Personal information
- Full name: Robert Hugh Peery
- Born: November 7, 1931 Stillwater, Oklahoma, U.S.
- Died: January 10, 2015 (aged 83) Pittsburgh, Pennsylvania, U.S.

Sport
- Country: United States
- Sport: Wrestling
- Events: Freestyle and Folkstyle
- College team: Pittsburgh
- Team: USA

Medal record
Collegiate Wrestling
Representing the Pittsburgh Panthers
NCAA Championships
| Gold medal – first place | 1952 Fort Collins | 115 lb |
| Gold medal – first place | 1953 State College | 115 lb |
| Gold medal – first place | 1954 Norman | 115 lb |

= Hugh Peery =

American wrestler (1931–2015)

Robert Hugh Peery (November 7, 1931 - January 10, 2015) was an American wrestler. He won a gold medal at the 1951 Pan American Games, and he competed in the men's freestyle flyweight at the 1952 Summer Olympics. He also worked as a dentist for more than 50 years.

==Biography==
Peery was born in Stillwater, Oklahoma in 1931. He attended the Tulsa Central High School, where he became an Eagle Scout and a two-time state champion. At the University of Pittsburgh he was a three-time NCAA champion in the early 1950s. At the 1951 Pan American Games, Peery won the gold medal in the freestyle flyweight division.

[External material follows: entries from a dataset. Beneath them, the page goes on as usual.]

impl Event {
    fn closed() -> Self {
        Self {
            end: true,
            ..Self::default()
        }
    }

    /// `true` for the synthetic end event of a transport close, as
    /// opposed to a sentinel record.
    pub fn is_close(&self) -> bool {
        self.end && self.value.is_none() && self.chunk.is_none()
    }
}

/// Incremental parser from bytes to [`Event`]s.
///
/// Feed it with [`feed`](Self::feed) as chunks arrive and call
/// [`finish`](Self::finish) when the transport closes. Buffers are freed
/// exactly once, by [`finish`](Self::finish), an explicit
/// [`release`](Self::release), a buffer overflow, or `Drop`, whichever
/// comes first.
#[derive(Debug)]
pub struct EventParser {
    config: ParserConfig,
    utf8_buf: Vec<u8>,
    text_buf: String,
    event_type: Option<String>,
    data: Option<String>,
    raw: String,
    ended: bool,
    released: bool,
}

impl EventParser {
    /// Creates a parser with empty buffers.
    pub fn new(config: ParserConfig) -> Self {
        Self {
            config,
            utf8_buf: Vec::new(),
            text_buf: String::new(),
            event_type: None,
            data: None,
            raw: String::new(),
            ended: false,
            released: false,
        }
    }

    /// The configuration this parser was built with.
    pub fn config(&self) -> &ParserConfig {
        &self.config
    }

    /// `true` once an `end` event has been emitted.
    pub fn is_ended(&self) -> bool {
        self.ended
    }

    /// `true` once the internal buffers have been freed.
    pub fn is_released(&self) -> bool {
        self.released
    }

    /// Consumes one chunk of body bytes and returns every event it completed.
    ///
    /// Input after the end event, or after release, is ignored.
    ///
    /// # Errors
    ///
    /// Returns [`LlmError::ResponseFormat`] when a single line or record
    /// grows beyond [`ParserConfig::max_buffer`]. The parser is released.
    pub fn feed(&mut self, bytes: &[u8]) -> Result<Vec<Event>, LlmError> {
        if self.ended || self.released {
            return Ok(Vec::new());
        }

        self.utf8_buf.extend_from_slice(bytes);
        self.decode_utf8();
        let events = self.drain_lines();

        let pending = self.text_buf.len() + self.raw.len();
        if pending > self.config.max_buffer {
            let limit = self.config.max_buffer;
            self.release();
            return Err(LlmError::ResponseFormat {
                message: format!("stream buffer exceeded {limit} bytes without a record boundary"),
                raw: String::new(),
            });
        }

        Ok(events)
    }

    /// Signals that the transport closed.
    ///
    /// Flushes a trailing record that was not followed by a blank line,
    /// then emits a final `end` event unless the sentinel was already
    /// seen. Releases the buffers.
    pub fn finish(&mut self) -> Vec<Event> {
        if self.released {
            return Vec::new();
        }

        let mut events = Vec::new();
        if !self.ended {
            if !self.utf8_buf.is_empty() {
                let tail = String::from_utf8_lossy(&self.utf8_buf).into_owned();
                self.text_buf.push_str(&tail);
                self.utf8_buf.clear();
            }

            let rest = std::mem::take(&mut self.text_buf);
            let rest = rest.trim_end_matches('\r');
            if !rest.is_empty() {
                events.extend(self.process_line(rest));
            }
            if !self.ended && self.config.framing == Framing::Sse {
                events.extend(self.flush_record());
            }
            if !self.ended {
                self.ended = true;
                events.push(Event::closed());
            }
        }

        self.release();
        events
    }

    /// Frees the internal buffers.
    ///
    /// Idempotent: returns `true` only on the call that actually freed
    /// them. The parser ignores input afterwards.
    pub fn release(&mut self) -> bool {
        if self.released {
            return false;
        }
        self.released = true;
        self.utf8_buf = Vec::new();
        self.text_buf = String::new();
        self.raw = String::new();
        self.data = None;
        self.event_type = None;
        tracing::trace!(framing = ?self.config.framing, ended = self.ended, "event parser released");
        true
    }

    /// Moves the longest valid UTF-8 prefix of `utf8_buf` into `text_buf`.
    ///
    /// An incomplete trailing sequence stays buffered for the next chunk.
    /// Invalid sequences become U+FFFD.
    fn decode_utf8(&mut self) {
        loop {
            match std::str::from_utf8(&self.utf8_buf) {
                Ok(text) => {
                    self.text_buf.push_str(text);
                    self.utf8_buf.clear();
                    return;
                }
                Err(e) => {
                    let valid_up_to = e.valid_up_to();
                    if let Ok(valid) = std::str::from_utf8(&self.utf8_buf[..valid_up_to]) {
                        self.text_buf.push_str(valid);
                    }
                    if let Some(len) = e.error_len() {
                        self.text_buf.push(char::REPLACEMENT_CHARACTER);
                        self.utf8_buf.drain(..valid_up_to + len);
                    } else {
                        self.utf8_buf.drain(..valid_up_to);
                        return;
                    }
                }
            }
        }
    }

    fn drain_lines(&mut self) -> Vec<Event> {
        let mut events = Vec::new();
        while !self.ended {
            let Some(pos) = self.text_buf.find('\n') else {
                break;
            };
            let line: String = self.text_buf.drain(..=pos).collect();
            let line = line.trim_end_matches(['\n', '\r']);
            events.extend(self.process_line(line));
        }
        events
    }

    fn process_line(&mut self, line: &str) -> Option<Event> {
        match self.config.framing {
            Framing::Sse => self.process_sse_line(line),
            Framing::Lines => self.process_plain_line(line),
        }
    }

    fn process_plain_line(&mut self, line: &str) -> Option<Event> {
        let line = line.trim();
        if line.is_empty() {
            return None;
        }
        let end = self.is_sentinel(line);
        self.ended = end;
        Some(Event {
            event_type: None,
            value: None,
            chunk: Some(line.to_owned()),
            end,
        })
    }

    fn process_sse_line(&mut self, line: &str) -> Option<Event> {
        if line.is_empty() {
            return self.flush_record();
        }
        if line.starts_with(':') {
            return None;
        }

        let (field, value) = match line.split_once(':') {
            Some((field, value)) => (field, value.strip_prefix(' ').unwrap_or(value)),
            None => (line, ""),
        };

        self.raw.push_str(line);
        self.raw.push('\n');

        match field {
            "event" => self.event_type = Some(value.to_owned()),
            "data" => {
                if let Some(data) = self.data.as_mut() {
                    data.push('\n');
                    data.push_str(value);
                } else {
                    self.data = Some(value.to_owned());
                }
            }
            // id, retry, and anything a vendor adds later
            _ => {}
        }
        None
    }

    fn flush_record(&mut self) -> Option<Event> {
        let raw = std::mem::take(&mut self.raw);
        let event_type = self.event_type.take();
        let data = self.data.take();
        if event_type.is_none() && data.is_none() {
            return None;
        }

        let end = data.as_deref().is_some_and(|d| self.is_sentinel(d));
        self.ended = end;
        Some(Event {
            event_type,
            value: data,
            chunk: Some(raw.trim_end_matches('\n').to_owned()),
            end,
        })
    }

    fn is_sentinel(&self, payload: &str) -> bool {
        self.config
            .end_sentinel
            .as_deref()
            .is_some_and(|sentinel| payload.trim() == sentinel)
    }
}

impl Drop for EventParser {
    fn drop(&mut self) {
        self.release();
    }
}

/// A pinned, boxed, `Send` stream of parsed events.
pub type EventStream = Pin<Box<dyn Stream<Item = Result<Event, LlmError>> + Send>>;

/// Lazily parses a byte stream into events.
///
/// The stream ends after the first `end` event or the first error; it
/// cannot be restarted. The parser's buffers are released on every path
/// out, including the consumer dropping the stream early.
pub fn events(body: ByteStream, config: ParserConfig) -> EventStream {
    let stream = body
        .map(Some)
        .chain(stream::once(async { None }))
        .scan(EventParser::new(config), |parser, chunk| {
            let result = if parser.is_ended() || parser.is_released() {
                parser.release();
                None
            } else {
                match chunk {
                    Some(Ok(bytes)) => Some(match parser.feed(&bytes) {
                        Ok(events) => events.into_iter().map(Ok).collect(),
                        Err(e) => vec![Err(e)],
                    }),
                    Some(Err(e)) => {
                        parser.release();
                        Some(vec![Err(e)])
                    }
                    None => Some(parser.finish().into_iter().map(Ok).collect::<Vec<_>>()),
                }
            };

            async move { result }
        })
        .flat_map(stream::iter);

    Box::pin(stream)
}
//! Gemini `Provider` implementation.

use std::collections::HashSet;
use std::sync::Arc;

use llm_conduit::provider::{Capability, ChatParams, Provider, ProviderMetadata};
use llm_conduit::stream::byte_stream;
use llm_conduit::{LlmError, Response, StreamingResponse};
use reqwest::header::{HeaderMap, HeaderValue};
use tracing::instrument;

use crate::config::GeminiConfig;
use crate::convert;
use crate::stream::GeminiDecoder;

/// Google Gemini provider.
///
/// # Example
///
/// ```rust,no_run
/// use llm_conduit::{ChatParams, Message, Provider};
/// use llm_conduit_gemini::{GeminiConfig, GeminiProvider};
///
/// # async fn example() -> Result<(), llm_conduit::LlmError> {
/// let provider = GeminiProvider::new(GeminiConfig {
///     api_key: std::env::var("GEMINI_API_KEY").unwrap(),
///     ..Default::default()
/// });
///
/// let params = ChatParams {
///     messages: vec![Message::user("Hello!")],
///     ..Default::default()
/// };
/// let response = provider.stream(&params).await?.collect().await?;
/// println!("{}", response.text());
/// # Ok(())
/// # }
/// ```
#[derive(Debug)]
pub struct GeminiProvider {
    config: GeminiConfig,
    client: reqwest::Client,
}

impl GeminiProvider {
    /// Creates a provider from configuration.
    ///
    /// Reuses `config.client` when set.
    pub fn new(config: GeminiConfig) -> Self {
        let client = config.client.clone().unwrap_or_else(|| {
            let mut builder = reqwest::Client::builder();
            if let Some(timeout) = config.timeout {
                builder = builder.timeout(timeout);
            }
            builder.build().unwrap_or_else(|e| {
                tracing::warn!(error = %e, "Failed to build HTTP client, using defaults");
                reqwest::Client::new()
            })
        });
        Self { config, client }
    }

    /// The configuration this provider was built with.
    pub fn config(&self) -> &GeminiConfig {
        &self.config
    }

    fn default_headers(&self) -> Result<HeaderMap, LlmError> {
        let mut headers = HeaderMap::new();
        headers.insert(
            "x-goog-api-key",
            HeaderValue::from_str(&self.config.api_key)
                .map_err(|_| LlmError::Auth("API key contains invalid header characters".into()))?,
        );
        headers.insert("content-type", HeaderValue::from_static("application/json"));
        Ok(headers)
    }

    fn endpoint_url(&self, stream: bool) -> String {
        let base = self.config.base_url.trim_end_matches('/');
        let model = self.config.model_name();
        if stream {
            format!("{base}/v1beta/models/{model}:streamGenerateContent?alt=sse")
        } else {
            format!("{base}/v1beta/models/{model}:generateContent")
        }
    }

    async fn send_request(
        &self,
        params: &ChatParams,
        stream: bool,
    ) -> Result<reqwest::Response, LlmError> {
        let request_body = convert::build_request(params)?;

        let mut headers = self.default_headers()?;
        if let Some(extra) = &params.extra_headers {
            headers.extend(extra.iter().map(|(k, v)| (k.clone(), v.clone())));
        }

        let mut req = self
            .client
            .post(self.endpoint_url(stream))
            .headers(headers)
            .json(&request_body);

        if let Some(timeout) = params.timeout {
            req = req.timeout(timeout);
        }

        let response = req.send().await.map_err(|e| {
            if e.is_timeout() {
                LlmError::Timeout {
                    elapsed_ms: params
                        .timeout
                        .or(self.config.timeout)
                        .map_or(0, |d| u64::try_from(d.as_millis()).unwrap_or(u64::MAX)),
                }
            } else {
                LlmError::Http {
                    status: e.status(),
                    message: e.to_string(),
                    retryable: e.is_connect(),
                }
            }
        })?;

        let status = response.status();
        if !status.is_success() {
            let body = response.text().await.unwrap_or_default();
            tracing::debug!(%status, "Gemini returned an error status");
            return Err(convert::convert_error(status, &body));
        }

        Ok(response)
    }
}

impl Provider for GeminiProvider {
    #[instrument(skip_all, fields(model = %self.config.model))]
    async fn generate(&self, params: &ChatParams) -> Result<Response, LlmError> {
        let response = self.send_request(params, false).await?;

        let body = response
            .text()
            .await
            .map_err(|e| LlmError::ResponseFormat {
                message: format!("Failed to read Gemini response body: {e}"),
                raw: String::new(),
            })?;

        let value = self
            .config
            .json
            .parse(&body)
            .map_err(|e| LlmError::ResponseFormat {
                message: format!("Failed to parse Gemini response: {e}"),
                raw: body.clone(),
            })?;
        let api_response: crate::types::GenerateResponse =
            serde_json::from_value(value).map_err(|e| LlmError::ResponseFormat {
                message: format!("Unexpected Gemini response shape: {e}"),
                raw: body,
            })?;

        Ok(Response::from_body_with(
            convert::convert_response(api_response),
            self.config.json.as_ref(),
        ))
    }

    #[instrument(skip_all, fields(model = %self.config.model))]
    async fn stream(&self, params: &ChatParams) -> Result<StreamingResponse, LlmError> {
        let response = self.send_request(params, true).await?;
        Ok(StreamingResponse::with_json_backend(
            byte_stream(response.bytes_stream()),
            Box::new(GeminiDecoder::new()),
            Arc::clone(&self.config.json),
        ))
    }

    fn metadata(&self) -> ProviderMetadata {
        let model = self.config.model_name();
        let mut capabilities = HashSet::from([
            Capability::Tools,
            Capability::Vision,
            Capability::Citations,
        ]);
        if supports_thinking(model) {
            capabilities.insert(Capability::Reasoning);
        }

        ProviderMetadata {
            name: "gemini".into(),
            model: model.to_owned(),
            context_window: context_window_for_model(model),
            capabilities,
        }
    }
}

fn supports_thinking(model: &str) -> bool {
    !(model.starts_with("gemini-1") || model.starts_with("gemini-2.0"))
        || model.contains("thinking")
}

fn context_window_for_model(model: &str) -> u64 {
    if model.starts_with("gemini-1.5-pro") {
        2_097_152
    } else {
        1_048_576
    }
}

Peery was selected to represent the United States at the 1952 Summer Olympics in Helsinki. At the Olympics, Peery competed in the men's freestyle flyweight event, and was eliminated by Georgy Sayadov of the Soviet Union.

Following his wrestling career, Peery graduated from a dental school in 1956, going on to serve in the United States Navy Dental Corps. Following his military career, he returned to Pittsburgh, where he worked as a dentist for more than 50 years.

In 1980, he was inducted into the National Wrestling Hall of Fame as a Distinguished Member, and he was also posthumously inducted into the University of Pittsburgh hall of fame. His brother, Ed, and his father, Rex, were also inducted into the National Wrestling Hall of Fame.